The average length of the 5' UTR in eukaryotic mRNAs is 80-120 nucleotides.
As a result, the m7G cap at the 5’ terminus of the mRNA is a considerable distance from the initiator codon.
In the bovine sequence, a possible hairpin loop may bring the 5’ end closer to the initiator codon. However, in both the human and rat sequences, deletions of 11 and 16 nucleotides respectively, largely eliminate the sequences involved in the stem of the loop.
Thus, there seems to be little functional significance related to the bovine secondary structure.
In the rat PTH mRNA 5' terminus the first 19 nt of the mRNA may form a stable stem loop structure that could affect PTH mRNA translation, but its function has not been determined. (T. Naveh-Many, unpublished data).
However the most outstanding conclusion from a comparative analysis of the sequences is that no region in the 5’ untranslated region is conserved that has any known functional significance.
The Coding Region
The actual initiator ATG codons for the human and bovine PTH mRNAs have been identified by sequencing in vitro translation products of the mRNAs. In the bovine sequence, the first ATG codon is the initiator codon, in accord with many other eukaryotic mRNAs.
The human and rat sequences have ATG triplets prior to the probable initiator ATG, which are present ten nucleotides before the initiation codon and are immediately followed by a termination codon.
In the rat, another ATG is present 115 nucleotides before the initiator codon.
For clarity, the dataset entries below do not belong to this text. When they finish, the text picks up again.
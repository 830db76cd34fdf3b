use std::collections::{BTreeMap, HashMap};
use std::sync::{Arc, Mutex};
use std::time::{Duration, Instant};

use uuid::Uuid;

use crate::db::cancel::{CancelToken, Interruption};
use crate::db::driver::{BoundCursor, DriverHandle, DriverSession};
use crate::db::lock_or_recover;
use crate::db::query::executor::{RowMode, ScriptRun};
use crate::db::query::pagination::{
    expired_link, next_link, parse_link, CursorRegistry, LinkTarget, DEFAULT_PAGE_SIZE,
};
use crate::db::query::{
    split, BindVariable, Hyperlink, Position, QueryExecutionOptions, ResponseFormat, ResultSet,
    ScriptEnv, ScriptExecutionOptions, SessionVariable, SqlPrepareResponse, SqlQuery,
    SqlResultSet, SqlScript, SqlScriptResponse, StatementPreparer, SubstitutionResolver,
};
use crate::error::{Error, Result};
use crate::format::{binary, json, text, ScriptByteStream, ScriptOutput};

/// Engine limits handed to every session a registry opens.
#[derive(Debug, Clone, PartialEq, Eq)]
pub struct EngineSettings {
    pub default_page_size: usize,
    pub statement_page_size: usize,
    pub fetch_batch_size: usize,
    pub cursor_idle_timeout: Duration,
    pub server_output_size: u32,
}

impl Default for EngineSettings {
    fn default() -> Self {
        Self {
            default_page_size: DEFAULT_PAGE_SIZE,
            statement_page_size: 500,
            fetch_batch_size: 500,
            cursor_idle_timeout: Duration::from_secs(600),
            server_output_size: 1_000_000,
        }
    }
}

#[derive(Debug, Clone, Copy, PartialEq, Eq)]
pub enum SessionStatus {
    Connected,
    Disconnected,
}

#[derive(Debug, Clone, PartialEq, Eq)]
pub struct ServerOutputConfig {
    pub enabled: bool,
    /// Buffer size in bytes; `None` is unlimited.
    pub size: Option<u32>,
}

impl Default for ServerOutputConfig {
    fn default() -> Self {
        Self {
            enabled: false,
            size: Some(1_000_000),
        }
    }
}

/// Script state that carries over between statements and runs on one session.
#[derive(Debug, Clone)]
pub struct SessionState {
    pub variables: BTreeMap<String, SessionVariable>,
    pub defines: BTreeMap<String, String>,
    /// `None` while SET DEFINE OFF is in effect.
    pub define_char: Option<char>,
    pub scan: bool,
    pub server_output: ServerOutputConfig,
    pub feedback: bool,
    pub timing: bool,
    pub exit_on_error: bool,
    /// REFCURSOR results waiting for PRINT.
    pending_cursors: BTreeMap<String, BoundCursor>,
}

impl Default for SessionState {
    fn default() -> Self {
        Self {
            variables: BTreeMap::new(),
            defines: BTreeMap::new(),
            define_char: Some(crate::db::query::DEFAULT_DEFINE_CHAR),
            scan: true,
            server_output: ServerOutputConfig::default(),
            feedback: true,
            timing: false,
            exit_on_error: false,
            pending_cursors: BTreeMap::new(),
        }
    }
}

impl SessionState {
    pub fn normalize_name(name: &str) -> String {
        name.trim().trim_start_matches(':').to_uppercase()
    }

    pub fn variable(&self, name: &str) -> Option<&SessionVariable> {
        self.variables.get(&Self::normalize_name(name))
    }

    fn resolver(&self) -> SubstitutionResolver {
        SubstitutionResolver::with_state(self.defines.clone(), self.define_char, self.scan)
    }
}

/// A statement list waiting behind a `script/...` link.
struct PendingScript {
    run: ScriptRun,
    env: ScriptEnv,
    statement_page_size: usize,
    cancel: Option<CancelToken>,
    timeout: Option<Duration>,
    last_used: Instant,
}

impl PendingScript {
    fn is_idle(&self, timeout: Duration) -> bool {
        self.last_used.elapsed() > timeout
    }
}

struct SessionInner {
    id: Uuid,
    connection_name: String,
    handle: Mutex<Option<DriverHandle>>,
    state: Mutex<SessionState>,
    /// Held for a whole script so two runs never interleave statements.
    runs: Arc<tokio::sync::Mutex<()>>,
    cursors: CursorRegistry,
    scripts: Mutex<HashMap<Uuid, Arc<tokio::sync::Mutex<PendingScript>>>>,
    settings: EngineSettings,
}

/// One live channel to the database plus the script state riding on it.
///
/// Cloning is cheap and every clone drives the same session.
#[derive(Clone)]
pub struct Session {
    inner: Arc<SessionInner>,
}

impl std::fmt::Debug for Session {
    fn fmt(&self, f: &mut std::fmt::Formatter<'_>) -> std::fmt::Result {
        f.debug_struct("Session")
            .field("id", &self.inner.id)
            .field("connection", &self.inner.connection_name)
            .field("status", &self.status())
            .finish()
    }
}

impl PartialEq for Session {
    fn eq(&self, other: &Self) -> bool {
        Arc::ptr_eq(&self.inner, &other.inner)
    }
}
The designation of the third ATG codon of the rat sequence as the initiator codon is based on indirect evidence, primarily by comparison with the bovine and human cDNAs.
Regardless, the presence of termination codons in phase with the earlier ATG prohibits the synthesis of a long protein initiated at these codons, as is the case in some other genes with premature ATG codons.
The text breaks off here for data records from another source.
//! Encoders for script results.
//!
//! All three formats consume the same `SqlStatementResponse` sequence the
//! executor produces; none of them re-run anything.

pub mod binary;
pub mod json;
pub mod text;

use bytes::Bytes;
use tokio::io::{AsyncWrite, AsyncWriteExt};
use tokio::sync::mpsc;

use crate::db::query::SqlScriptResponse;
use crate::error::Result;

/// Chunks buffered between the running script and a slow reader.
const STREAM_BUFFER: usize = 16;

/// What `Session::execute` hands back, by response format.
#[derive(Debug)]
pub enum ScriptOutput {
    Json(SqlScriptResponse),
    Text(String),
    Binary(ScriptByteStream),
}

impl ScriptOutput {
    /// Writes the output as the CLI prints it.
    pub async fn write_to<W>(self, writer: &mut W) -> Result<()>
    where
        W: AsyncWrite + Unpin,
    {
        match self {
            ScriptOutput::Json(response) => {
                let mut encoded = serde_json::to_vec_pretty(&response)?;
                encoded.push(b'\n');
                writer.write_all(&encoded).await?;
            }
            ScriptOutput::Text(transcript) => writer.write_all(transcript.as_bytes()).await?,
            ScriptOutput::Binary(mut stream) => {
                stream.copy_to(writer).await?;
            }
        }
        writer.flush().await?;
        Ok(())
    }
}

/// NDJSON chunks of a running script, one per statement, in order.
///
/// Nothing is accumulated: each chunk is produced when its statement finishes
/// and handed to the reader as soon as there is room in the channel. Dropping
/// the stream stops the run after the current statement.
#[derive(Debug)]
pub struct ScriptByteStream {
    receiver: mpsc::Receiver<Bytes>,
}

impl ScriptByteStream {
    pub(crate) fn channel() -> (mpsc::Sender<Bytes>, Self) {
        let (sender, receiver) = mpsc::channel(STREAM_BUFFER);
        (sender, Self { receiver })
    }

    /// The next chunk, or `None` once the script has finished.
    pub async fn next_chunk(&mut self) -> Option<Bytes> {
        self.receiver.recv().await
    }

    /// Copies every remaining chunk to `writer`; returns the bytes written.
    pub async fn copy_to<W>(&mut self, writer: &mut W) -> Result<u64>
    where
        W: AsyncWrite + Unpin,
    {
        let mut written = 0u64;
        while let Some(chunk) = self.next_chunk().await {
            writer.write_all(&chunk).await?;
            written += chunk.len() as u64;
        }
        writer.flush().await?;
        Ok(written)
    }

    /// Drains the stream into memory. Meant for tests and small scripts.
    pub async fn collect(mut self) -> Vec<u8> {
        let mut out = Vec::new();
        while let Some(chunk) = self.next_chunk().await {
            out.extend_from_slice(&chunk);
        }
        out
    }
}
impl SplitState {
    fn is_idle(&self) -> bool {
        !self.in_single_quote
            && !self.in_double_quote
            && !self.in_block_comment
            && !self.in_q_quote
            && !self.in_line_comment
    }

    /// An unterminated quote or block comment at end of input.
    fn is_unterminated(&self) -> bool {
        self.in_single_quote || self.in_double_quote || self.in_block_comment || self.in_q_quote
    }

    fn flush_token(&mut self) {
        if self.token.is_empty() {
            return;
        }
        let upper = self.token.to_uppercase();

        self.track_create_plsql(&upper);

        let is_end_case = self.pending_end && upper == "CASE";
        let is_end_if = self.pending_end && upper == "IF";
        let is_end_loop = self.pending_end && upper == "LOOP";

        if self.pending_end {
            if upper == "CASE" {
                self.case_depth_stack.pop();
                self.block_depth = self.block_depth.saturating_sub(1);
            } else if upper == "IF" || upper == "LOOP" {
                self.block_depth = self.block_depth.saturating_sub(1);
            } else if matches!(upper.as_str(), "BEFORE" | "AFTER") && self.in_compound_trigger {
                // END BEFORE STATEMENT / END AFTER EACH ROW
                self.block_depth = self.block_depth.saturating_sub(1);
            } else {
                self.close_plain_end();
            }
            self.pending_end = false;
        }

        if upper == "CASE" && !is_end_case {
            self.case_depth_stack.push(self.block_depth);
            self.block_depth += 1;
        }

        if (upper == "IF" && !is_end_if) || (upper == "LOOP" && !is_end_loop) {
            self.block_depth += 1;
        }

        // TYPE ... AS OBJECT / VARRAY / TABLE and IS REF CURSOR declare, they do not open a block.
        if self.after_as_is
            && matches!(
                upper.as_str(),
                "OBJECT" | "VARRAY" | "TABLE" | "REF" | "RECORD"
            )
        {
            if self.block_depth > 0 {
                self.block_depth -= 1;
            } else {
                eprintln!(
                    "Warning: encountered TYPE body terminator while block depth was already zero."
                );
            }
            self.after_as_is = false;
        }

        if self.block_depth > 0 && matches!(upper.as_str(), "PROCEDURE" | "FUNCTION") {
            self.nested_subprogram = true;
        }

        // AS/IS opens a body only after a subprogram header, a timing point, or as
        // the first AS/IS of a CREATE unit. `x IS NULL` stays an expression.
        let is_block_starting_as_is = matches!(upper.as_str(), "AS" | "IS")
            && (self.pending_timing_point_is
                || self.nested_subprogram
                || (self.in_create_plsql && self.block_depth == 0));

        if is_block_starting_as_is {
            self.block_depth += 1;
            if self.is_type_create && !self.nested_subprogram && !self.pending_timing_point_is {
                self.after_as_is = true;
            }
            self.nested_subprogram = false;
            self.pending_timing_point_is = false;
            let needs_begin_tracking = !self.is_package || self.block_depth > 1;
            if needs_begin_tracking {
                self.pending_subprogram_begins += 1;
            }
        } else if upper == "DECLARE" {
            self.block_depth += 1;
            self.after_declare = true;
        } else if upper == "BEGIN" {
            if self.after_declare {
                self.after_declare = false;
            } else if self.pending_subprogram_begins > 0 {
                self.pending_subprogram_begins -= 1;
            } else {
                self.block_depth += 1;
            }
        } else if upper == "END" {
            // Resolved by the next token: END IF, END LOOP, END CASE, END name or `;`.
            self.pending_end = true;
        } else if upper == "COMPOUND" && self.in_create_plsql {
            self.in_compound_trigger = true;
            self.block_depth += 1;
        } else if matches!(upper.as_str(), "BEFORE" | "AFTER") && self.in_compound_trigger {
            self.pending_timing_point_is = true;
        }

        self.token.clear();
    }

    fn close_plain_end(&mut self) {
        if self
            .case_depth_stack
            .last()
            .is_some_and(|depth| *depth + 1 == self.block_depth)
        {
            self.case_depth_stack.pop();
        }
        self.block_depth = self.block_depth.saturating_sub(1);
    }

    fn resolve_pending_end(&mut self) {
        if self.pending_end {
            self.close_plain_end();
            if self.block_depth == 0 {
                self.reset_create_state();
            }
            self.pending_end = false;
        }
    }

    fn reset_create_state(&mut self) {
        self.in_create_plsql = false;
        self.create_pending = false;
        self.after_as_is = false;
        self.nested_subprogram = false;
        self.pending_subprogram_begins = 0;
        self.is_package = false;
        self.is_trigger = false;
        self.in_compound_trigger = false;
        self.pending_timing_point_is = false;
        self.after_type = false;
        self.is_type_create = false;
    }

    fn reset(&mut self) {
        *self = SplitState::default();
    }

    fn track_create_plsql(&mut self, upper: &str) {
        if self.in_create_plsql && self.after_type && upper == "BODY" {
            // TYPE BODY nests like PACKAGE BODY
            self.is_package = true;
            self.after_type = false;
            return;
        }

        if self.after_type && upper != "BODY" {
            self.after_type = false;
        }

        if self.in_create_plsql {
            return;
        }

        if self.create_pending {
            match upper {
                "OR" | "REPLACE" | "EDITIONABLE" | "NONEDITIONABLE" => return,
                "PROCEDURE" | "FUNCTION" | "PACKAGE" | "TYPE" | "TRIGGER" => {
                    self.in_create_plsql = true;
                    self.is_package = upper == "PACKAGE";
                    self.is_trigger = upper == "TRIGGER";
                    self.is_type_create = upper == "TYPE";
                    self.after_type = upper == "TYPE";
                    self.create_pending = false;
                    return;
                }
                _ => self.create_pending = false,
            }
        }

        if upper == "CREATE" {
            self.create_pending = true;
        }
    }

    fn start_q_quote(&mut self, delimiter: char) {
        self.in_q_quote = true;
        self.q_quote_end = Some(match delimiter {
            '[' => ']',
            '(' => ')',
            '{' => '}',
            '<' => '>',
            other => other,
        });
    }
}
However in some systems, small peptides that are translational products of upstream ATGs have been shown to have regulatory functions.
Whether this is the case in the rat PTH mRNA is not known.
The most stringent requirement for optimal initiation of synthesis is for a purine at the –3 position.
Since non of the premature ATG codons in the rat and human PTH mRNAs has a purine at the –3 position, they are likely to be weak initiators.
In contrast, the probable initiator ATG codon has an A at the –3 position in each sequence.
The 3’ Untranslated Region
As noted above, the 3’ untranslated region is the most variable region of the cDNAs requiring significant gaps to maximize homology.
The termination codon in all species except for the rat and mouse is TGA and is followed closely by a second in-phase termination codon.
In the rat and mouse TAA is the termination codon and no following termination codon is present.
Conservation of Protein Binding Elements in the PTH mRNA 3'-UTR
We have defined the cis sequence in the rat PTH mRNA 3’-UTR that determines the stability of the PTH mRNA and its regulation by calcium and phosphate (P). PTH gene expression is regulated post-transcriptional by Ca2+ and P, with dietary induced hypocalcemia increasing and dietary induced hypophosphatemia decreasing PTH mRNA levels.
This regulation of PTH mRNA stability correlates with differences in binding of trans acting cytosolic proteins to a cis acting instability element in the PTH mRNA 3'-UTR.
There is no PT cell line and therefore to study PTH mRNA stability we performed in vitro degradation assays. We did this by incubating the labeled PTH transcript with cytosolic PT proteins from rats on the different diets and measuring the amount of intact transcript remaining with time.
PT proteins from low Ca2+ rats stabilized and low P PT proteins destabilized the PTH transcript compared to PT proteins of control rat.
This rapid degradation by low P was dependent upon the presence of the terminal 60 nt protein binding region of the PTH mRNA.
We have defined the cis sequence in the rat PTH mRNA 3’-UTR that determines the stability of the PTH transcript and to which the trans acting PT proteins bind.
A minimum sequence of 26 nt was sufficient for RNA-protein binding.
One of the trans acting proteins that binds and prevents degradation of the PTH mRNA was identified by affinity purification.
This protein is AU rich element binding protein 1 (AUF1) that is also involved in half life of other mRNAs.
To study the functionality of the cis sequence in the context of another RNA, a 63 bp PTH cDNA sequence consisting of the 26 nt and flanking regions was fused to the growth hormone (GH) cDNA.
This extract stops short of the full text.